The Department of Health and Human Services’ Office for Civil Rights (OCR) is going ahead with its program to end non-compliance with the HIPAA Right of Access. OCR revealed its fifteenth settlement deal that dealt with a HIPAA Right of Access enforcement action.
Renown Health, a non-profit healthcare network in Northern Nevada, consented to pay $75,000 as a financial penalty for its HIPAA case with OCR to be able to resolve its potential violation of the HIPAA Right of Access.

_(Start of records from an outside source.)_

//! Core domain types for Reversi.

use serde::{Deserialize, Serialize};
use tracing::instrument;

/// Stone color, also used to name the side to move.
#[derive(Debug, Clone, Copy, PartialEq, Eq, Hash, Serialize, Deserialize, derive_more::Display)]
#[serde(rename_all = "lowercase")]
pub enum Color {
    /// Black moves first.
    Black,
    /// White moves second.
    White,
}

impl Color {
    /// Returns the opposing color.
    pub fn opponent(self) -> Self {
        match self {
            Color::Black => Color::White,
            Color::White => Color::Black,
        }
    }

    /// Symbol used by the text renderer.
    pub fn symbol(self) -> char {
        match self {
            Color::Black => '●',
            Color::White => '○',
        }
    }
}

/// Occupancy of a single cell.
#[derive(Debug, Clone, Copy, PartialEq, Eq, Hash, Default, Serialize, Deserialize)]
pub enum SquareState {
    /// No stone.
    #[default]
    Empty,
    /// A stone of the given color.
    Occupied(Color),
}

impl SquareState {
    /// Returns the stone color, if any.
    pub fn color(self) -> Option<Color> {
        match self {
            SquareState::Empty => None,
            SquareState::Occupied(color) => Some(color),
        }
    }

    /// Returns true if no stone is present.
    pub fn is_empty(self) -> bool {
        matches!(self, SquareState::Empty)
    }
}

/// A board cell: occupancy plus the step at which its stone was placed.
///
/// Only [`Board`](super::Board) mutates squares. `place` and `flip` have
/// preconditions the board has already checked, so violations are
/// programmer errors and trip a debug assertion.
#[derive(Debug, Clone, Copy, PartialEq, Eq, Default, Serialize, Deserialize)]
pub struct Square {
    state: SquareState,
    placed_at_step: Option<u32>,
}

impl Square {
    /// Returns the occupancy.
    pub fn state(&self) -> SquareState {
        self.state
    }

    /// Returns the 1-based step at which the stone was placed.
    ///
    /// Seeded center stones report `None`.
    pub fn placed_at_step(&self) -> Option<u32> {
        self.placed_at_step
    }

    /// Puts a stone on an empty square.
    #[instrument(level = "trace", skip(self))]
    pub(super) fn place(&mut self, color: Color, step: Option<u32>) {
        debug_assert!(self.state.is_empty(), "place on occupied square");
        self.state = SquareState::Occupied(color);
        self.placed_at_step = step;
    }

    /// Turns the stone over.
    pub(super) fn flip(&mut self) {
        match self.state {
            SquareState::Occupied(color) => self.state = SquareState::Occupied(color.opponent()),
            SquareState::Empty => debug_assert!(false, "flip on empty square"),
        }
    }

    /// Removes the stone.
    pub(super) fn clear(&mut self) {
        *self = Self::default();
    }
}
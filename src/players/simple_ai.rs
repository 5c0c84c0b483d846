//! Machine that plays the first legal ply.

use super::Decider;
use crate::games::reversi::Ply;
use crate::orchestrator::{DecisionRequest, MatchOutcome, TurnError};
use anyhow::Result;
use tracing::{debug, info, warn};

/// Picks the lowest legal mask index: cells in row-major order, then pass.
pub struct FirstLegal {
    name: String,
}

impl FirstLegal {
    /// Creates a new first-legal machine.
    pub fn new(name: impl Into<String>) -> Self {
        Self { name: name.into() }
    }
}

#[async_trait::async_trait]
impl Decider for FirstLegal {
    async fn decide(&mut self, request: &DecisionRequest) -> Result<Ply> {
        debug!(
            ai = %self.name,
            color = %request.color,
            step = request.snapshot.step,
            "AI making move"
        );

        let Some(ply) = request.legal_plies().into_iter().next() else {
            anyhow::bail!("No legal ply for {}", request.color);
        };

        debug!(ai = %self.name, %ply, "AI chose ply");
        Ok(ply)
    }

    fn on_match_end(&mut self, outcome: &MatchOutcome) {
        info!(ai = %self.name, winner = ?outcome.winner, steps = outcome.steps, "Match finished");
    }

    fn on_rejected(&mut self, error: &TurnError) {
        warn!(ai = %self.name, %error, "Decision rejected");
    }

    fn name(&self) -> &str {
        &self.name
    }
}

OCR began investigating Renown Health after a patient reported a complaint because she did not receive a digital copy of her protected health information (PHI). In January 2019, the patient placed her request to Renown Health with an instruction to give her medical and billing data to her attorney. No record was received after waiting for more than a month. Therefore, the patient submitted her complaint to OCR. Renown Health provided the required information only on December 27, 2019, approximately one year after filing the initial request.
As per the HIPAA Privacy Rule (45 C.F.R. § 164.524), healthcare records should be delivered to the asking party within 30 days of filing the request. OCR determined that Renown Health violated the Privacy Rule for waiting too long to provide the requested information.
Apart from having to pay the financial penalty, Renown Health is going to carry out a corrective action plan. It is required to create, keep, and update, as necessary, the provider’s written guidelines and procedures making certain that they follow the HIPAA Right of Access. Staff members should undergo training with regards to the guidelines and procedures. A sanctions policy ought to be enacted when workers do not stick to the guidelines and procedures. Renown Health will be supervised by OCR for two years to make sure of the HIPAA Right of Access compliance.
Having access to patient health records is a vital HIPAA right. Medical care companies are accountable to the law to give patients prompt access to their medical records.
The aforementioned settlement is the third announced by OCR in 2021. The first two prior settlements involved Banner Health and Excellus Health Plan. The former paid a $200,000 settlement for violating the HIPAA Right of Access, while the latter paid $5,100,000 as the penalty for multiple HIPAA violations that brought about a data breach in 2015 affecting 9,358,891 records.